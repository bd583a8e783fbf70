//! Flow metrics for simulation
//!
//! Folds the vault's event stream into counters and token flows.

use rust_decimal::Decimal;
use serde::{Deserialize, Serialize};
use types::numeric::Amount;
use vault::events::VaultEvent;

/// Aggregated simulation metrics.
#[derive(Debug, Clone, Default, PartialEq, Serialize, Deserialize)]
pub struct SimMetrics {
    pub deposits: u64,
    pub withdrawals: u64,
    pub borrows: u64,
    pub repayments: u64,
    pub interest_accruals: u64,
    pub liquidations: u64,
    pub total_deposited: Amount,
    pub total_withdrawn: Amount,
    pub total_borrowed: Amount,
    pub total_repaid: Amount,
    pub total_interest: Amount,
    pub total_liquidated_debt: Amount,
    pub total_seized_collateral: Amount,
}

impl SimMetrics {
    pub fn new() -> Self {
        Self::default()
    }

    /// Record a single event into metrics.
    pub fn record_event(&mut self, event: &VaultEvent) {
        match event {
            VaultEvent::Deposited(e) => {
                self.deposits += 1;
                self.total_deposited = self.total_deposited.saturating_add(e.amount);
            }
            VaultEvent::Withdrawn(e) => {
                self.withdrawals += 1;
                self.total_withdrawn = self.total_withdrawn.saturating_add(e.amount);
            }
            VaultEvent::Borrowed(e) => {
                self.borrows += 1;
                self.total_borrowed = self.total_borrowed.saturating_add(e.amount);
            }
            VaultEvent::Repaid(e) => {
                self.repayments += 1;
                self.total_repaid = self.total_repaid.saturating_add(e.amount);
            }
            VaultEvent::InterestAccrued(e) => {
                self.interest_accruals += 1;
                self.total_interest = self.total_interest.saturating_add(e.amount);
            }
            VaultEvent::Liquidated(e) => {
                self.liquidations += 1;
                self.total_liquidated_debt =
                    self.total_liquidated_debt.saturating_add(e.debt_repaid);
                self.total_seized_collateral =
                    self.total_seized_collateral.saturating_add(e.collateral_seized);
            }
            VaultEvent::Paused(_)
            | VaultEvent::Unpaused(_)
            | VaultEvent::OwnershipTransferred(_) => {}
        }
    }

    pub fn ingest(&mut self, events: &[VaultEvent]) {
        for event in events {
            self.record_event(event);
        }
    }

    /// Debt the event stream says is outstanding.
    pub fn expected_debt(&self) -> Amount {
        self.total_borrowed
            .saturating_add(self.total_interest)
            .saturating_sub(self.total_repaid)
            .saturating_sub(self.total_liquidated_debt)
    }

    /// Collateral the event stream says is held.
    pub fn expected_collateral(&self) -> Amount {
        self.total_deposited
            .saturating_sub(self.total_withdrawn)
            .saturating_sub(self.total_seized_collateral)
    }

    /// Share of borrowed principal cleared by liquidation.
    pub fn liquidated_share(&self) -> Decimal {
        let borrowed = Decimal::from_i128_with_scale(
            i128::try_from(self.total_borrowed.raw()).unwrap_or(i128::MAX),
            0,
        );
        if borrowed.is_zero() {
            return Decimal::ZERO;
        }
        let liquidated = Decimal::from_i128_with_scale(
            i128::try_from(self.total_liquidated_debt.raw()).unwrap_or(i128::MAX),
            0,
        );
        (liquidated / borrowed).round_dp(4)
    }
}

━━━━━━━━

**ASSIGNMENT**
Copy out each line of the records where the string "simulation" appears.

**THE COMPLETED TASK**
//! Flow metrics for simulation
/// Aggregated simulation metrics.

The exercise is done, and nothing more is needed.